4
\$\begingroup\$

Use case - motivation & challenge

Hi all! I have been working with Python for the last two years, but never learned proper object-oriented programming and design patterns. I've decided for this year to close this gap by reading some books and applying the knowledge to a real-world problem. I am looking forward to learning a lot from all the suggestions :)

To kick off my learning, I've decided to automate a recurring weekly task of filling some timesheets located in Microsoft Teams, using a bot to do the heavy lifting for me. The bot should perform the following steps:

  • Navigate to the login page
  • Fill in username and password
  • Sign in
  • Navigate to the excel page with the timesheet
  • Fill in my weekly hours

Currently, the bot does almost all steps, except the last two, which I haven't implemented yet.

Code breakdown

The code is quite simple.
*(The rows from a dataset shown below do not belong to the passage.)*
//! The typed allocator adaptor.

#![allow(unsafe_code)]

use std::alloc::Layout;
use std::fmt;
use std::marker::PhantomData;
use std::mem::{align_of, size_of};
use std::ptr::{self, NonNull};

use allocator_api2::alloc::{AllocError, Allocator};
use allocator_api2::vec::Vec as ApiVec;
use shoal_arena::{Arena, LockPolicy, ThreadSafe};
use shoal_core::ArenaError;
use tracing::{debug, warn};

/// Typed view of an arena: allocates arrays of `T`.
///
/// Holds only a reference to the arena, so it is `Copy` and costs one
/// pointer. Every copy, and every [`rebind`](Self::rebind) of it, draws
/// from and releases to the same arena; the borrow ensures the arena
/// outlives all of them.
pub struct ShortAlloc<'a, T, L: LockPolicy = ThreadSafe> {
    arena: &'a Arena<L>,
    _marker: PhantomData<fn() -> T>,
}

/// A `Vec` whose buffer lives in an arena.
pub type ArenaVec<'a, T, L = ThreadSafe> = ApiVec<T, ShortAlloc<'a, T, L>>;

impl<'a, T, L: LockPolicy> ShortAlloc<'a, T, L> {
    /// Adaptor over `arena`.
    pub fn new(arena: &'a Arena<L>) -> Self {
        Self {
            arena,
            _marker: PhantomData,
        }
    }

    /// Allocate uninitialized storage for `n` values of `T`.
    ///
    /// `n == 0` and zero-sized `T` return a dangling, well-aligned pointer
    /// without touching the arena.
    ///
    /// # Errors
    ///
    /// `CapacityExceeded` if `n * size_of::<T>()` overflows or exceeds the
    /// arena capacity (the arena is not consulted); `UnsupportedAlignment`
    /// if `T` needs a stricter alignment than the arena provides;
    /// otherwise whatever [`Arena::allocate`] returns.
    pub fn allocate(&self, n: usize) -> Result<NonNull<T>, ArenaError> {
        let elem = size_of::<T>();
        if n == 0 || elem == 0 {
            return Ok(NonNull::dangling());
        }
        let capacity = self.arena.capacity();
        let bytes = match n.checked_mul(elem) {
            Some(bytes) if bytes <= capacity => bytes,
            _ => {
                return Err(ArenaError::CapacityExceeded {
                    requested: n.saturating_mul(elem),
                    capacity,
                })
            }
        };
        if align_of::<T>() > self.arena.alignment() {
            return Err(ArenaError::UnsupportedAlignment {
                requested: align_of::<T>(),
                supported: self.arena.alignment(),
            });
        }
        self.arena.allocate(bytes).map(NonNull::cast)
    }

    /// Release storage obtained from [`allocate`](Self::allocate).
    ///
    /// The element count is accepted but not used: the arena knows each
    /// block's size. Zero-sized `T` and the dangling pointer returned for
    /// empty requests are no-ops; every other pointer goes to the arena.
    ///
    /// # Errors
    ///
    /// Propagates `ForeignPointer` and `DoubleFree` from the arena.
    ///
    /// # Safety
    ///
    /// `p` must have come from an adaptor over the same arena, and no live
    /// reference may point into the block.
    pub unsafe fn deallocate(&self, p: NonNull<T>, _n: usize) -> Result<(), ArenaError> {
        if size_of::<T>() == 0 || (p == NonNull::dangling() && !self.owns(p.as_ptr())) {
            return Ok(());
        }
        // SAFETY: forwarded caller contract.
        unsafe { self.arena.deallocate(p.as_ptr().cast()) }
    }

    /// Move `value` into the slot at `p`.
    ///
    /// # Safety
    ///
    /// `p` must be valid for writes and aligned for `T`. Any value already
    /// there is overwritten without being dropped.
    pub unsafe fn construct(&self, p: NonNull<T>, value: T) {
        // SAFETY: caller guarantees `p` is writable and aligned.
        unsafe { p.as_ptr().write(value) }
    }

    /// Run the destructor of the value at `p` in place.
    ///
    /// # Safety
    ///
    /// `p` must point to an initialized `T` that is not used afterwards.
    pub unsafe fn destroy(&self, p: NonNull<T>) {
        // SAFETY: caller guarantees `p` holds an initialized, unaliased `T`.
        unsafe { ptr::drop_in_place(p.as_ptr()) }
    }

    /// The same arena, viewed as storage for `U`.
    pub fn rebind<U>(&self) -> ShortAlloc<'a, U, L> {
        ShortAlloc::new(self.arena)
    }

    /// The underlying arena.
    pub fn arena(&self) -> &'a Arena<L> {
        self.arena
    }

    /// Whether `p` lies inside the arena's buffer.
    pub fn owns(&self, p: *const T) -> bool {
        self.arena.owns(p.cast())
    }

    /// Largest `n` that could pass the capacity check of
    /// [`allocate`](Self::allocate).
    pub fn max_size(&self) -> usize {
        self.arena.capacity() / size_of::<T>().max(1)
    }

    /// The arena's statistics report.
    pub fn stats_report(&self) -> String {
        self.arena.stats_report()
    }

    /// Run [`Arena::defragment`].
    pub fn defragment(&self) -> usize {
        self.arena.defragment()
    }

    /// Run [`Arena::validate`].
    pub fn validate(&self) -> bool {
        self.arena.validate()
    }
}

impl<T, L: LockPolicy> Clone for ShortAlloc<'_, T, L> {
    fn clone(&self) -> Self {
        *self
    }
}

impl<T, L: LockPolicy> Copy for ShortAlloc<'_, T, L> {}

impl<T, L: LockPolicy> fmt::Debug for ShortAlloc<'_, T, L> {
    fn fmt(&self, f: &mut fmt::Formatter<'_>) -> fmt::Result {
        f.debug_struct("ShortAlloc")
            .field("arena", &self.arena.id())
            .field("element", &std::any::type_name::<T>())
            .finish()
    }
}

/// Adaptors are interchangeable when they share capacity, alignment,
/// thread safety and strategy and draw from the same arena instance,
/// whatever their element types.
impl<'b, T, U, L: LockPolicy, M: LockPolicy> PartialEq<ShortAlloc<'b, U, M>>
    for ShortAlloc<'_, T, L>
{
    fn eq(&self, other: &ShortAlloc<'b, U, M>) -> bool {
        let (ours, theirs) = (self.arena.config(), other.arena.config());
        ours.capacity == theirs.capacity
            && ours.alignment == theirs.alignment
            && L::THREAD_SAFE == M::THREAD_SAFE
            && ours.strategy == theirs.strategy
            && ptr::addr_eq(
                self.arena as *const Arena<L>,
                other.arena as *const Arena<M>,
            )
    }
}

impl<T, L: LockPolicy> Eq for ShortAlloc<'_, T, L> {}

// SAFETY: blocks handed out stay valid until deallocated, reset, or the
// arena drops; the `'a` borrow rules out the latter two while any copy of
// the adaptor exists. All copies and rebinds share one arena, so memory
// from one may be released through another.
unsafe impl<T, L: LockPolicy> Allocator for ShortAlloc<'_, T, L> {
    fn allocate(&self, layout: Layout) -> Result<NonNull<[u8]>, AllocError> {
        if layout.size() == 0 {
            let dangling = NonNull::new(ptr::without_provenance_mut::<u8>(layout.align()))
                .ok_or(AllocError)?;
            return Ok(NonNull::slice_from_raw_parts(dangling, 0));
        }
        if layout.align() > self.arena.alignment() {
            debug!(
                arena = %self.arena.id(),
                requested = layout.align(),
                supported = self.arena.alignment(),
                "layout alignment exceeds arena alignment"
            );
            return Err(AllocError);
        }
        let ptr = self.arena.allocate(layout.size()).map_err(|err| {
            debug!(arena = %self.arena.id(), error = %err, "container allocation failed");
            AllocError
        })?;
        Ok(NonNull::slice_from_raw_parts(ptr, layout.size()))
    }

    unsafe fn deallocate(&self, ptr: NonNull<u8>, layout: Layout) {
        if layout.size() == 0 {
            return;
        }
        // SAFETY: the `Allocator` contract guarantees `ptr` is a live block
        // from this allocator (or a copy of it, sharing the arena).
        if let Err(err) = unsafe { self.arena.deallocate(ptr.as_ptr()) } {
            warn!(arena = %self.arena.id(), error = %err, "container deallocation rejected");
        }
    }
}

/// An empty `Vec` whose buffer will live in `arena`.
pub fn make_arena_vec<T, L: LockPolicy>(arena: &Arena<L>) -> ArenaVec<'_, T, L> {
    ApiVec::new_in(ShortAlloc::new(arena))
}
I rely heavily on selenium to perform all actions, so I want to create a chrome instance where the agent will perform its actions.

Naturally, I first import the libraries I am going to use:

import os
import time
import random
from selenium import webdriver
from dataclasses import dataclass
from abc import ABC, abstractmethod
from webdriver_manager.chrome import ChromeDriverManager

Next up, I define immutable classes whose only purpose is to containerize information that is static, so that code duplication can be avoided.

@dataclass(frozen=True)
class XPathsContainer:
 teams_login_button: str = '//*[@id="mectrl_main_trigger"]/div/div[1]'
 teams_login_user_button: str = '//*[@id="i0116"]'
 teams_login_next_button: str = '//*[@id="idSIButton9"]'
 teams_login_pwd_button: str = '//*[@id="i0118"]'
 teams_sign_in_button: str = '//*[@id="idSIButton9"]'
 teams_sign_in_keep_logged_in: str = '//*[@id="KmsiCheckboxField"]'
@dataclass(frozen=True)
class UrlsContainer:
 teams_login_page: str = 'https://www.microsoft.com/en-in/microsoft-365/microsoft-teams/group-chat-software'

Now, I try to implement a base class which is called Driver. This class contains the initialization of the chrome object and sets the foundations for other agents to be inherited. Each Agent child class might have (in the future) different actions but they must have a sleep method (to avoid restrictions in using bots), they must be able to click, write information and navigate to pages.

class Driver(ABC):
 def __init__(self, action, instruction, driver=None):
 if driver:
 self.driver = driver
 else:
 self.driver = webdriver.Chrome(ChromeDriverManager().install())
 self.actions = {
 'navigate': self.navigate,
 'click': self.click,
 'write': self.write
 }
 self.parameters = {
 'action': None,
 'instruction': None
 }
 @abstractmethod
 def sleep(self, current_tick=1):
 pass
 @abstractmethod
 def navigate(self, *args):
 pass
 @abstractmethod
 def click(self, *args):
 pass
 @abstractmethod
 def write(self, **kwargs):
 pass
 @abstractmethod
 def main(self, **kwargs):
 pass

Now I implement a basic Agent child class, which implements the logic of required functions of the base class Driver.

class Agent(Driver):
 def __init__(self, action, instruction, driver):
 super().__init__(action, instruction, driver)
 self.action = action
 self.instruction = instruction
 def sleep(self, current_tick=1):
 seconds = random.randint(3, 7)
 timeout = time.time() + seconds
 while time.time() <= timeout:
 time.sleep(1)
 print(f"Sleeping to replicate user.... tick {current_tick}/{seconds}")
 current_tick += 1
 def navigate(self, url):
 print(f"Agent navigating to {url}...")
 return self.driver.get(url)
 def click(self, xpath):
 print(f"Agent clicking in '{xpath}'...")
 return self.driver.find_element_by_xpath(xpath).click()
 def write(self, args):
 xpath = args[0]
 phrase = args[1]
 print(f"Agent writing in '{xpath}' the phrase '{phrase}'...")
 return self.driver.find_element_by_xpath(xpath).send_keys(phrase)
 def main(self, **kwargs):
 self.action = kwargs.get('action', self.action)
 self.instruction = kwargs.get('instruction', self.instruction)
 self.actions[self.action](self.instruction)
 self.sleep()

Finally, I've created a function that updates the parameters of the class whenever there is a set of actions and instructions that need to be executed under the same chrome driver. And I've created a function that takes a script of actions and executes them.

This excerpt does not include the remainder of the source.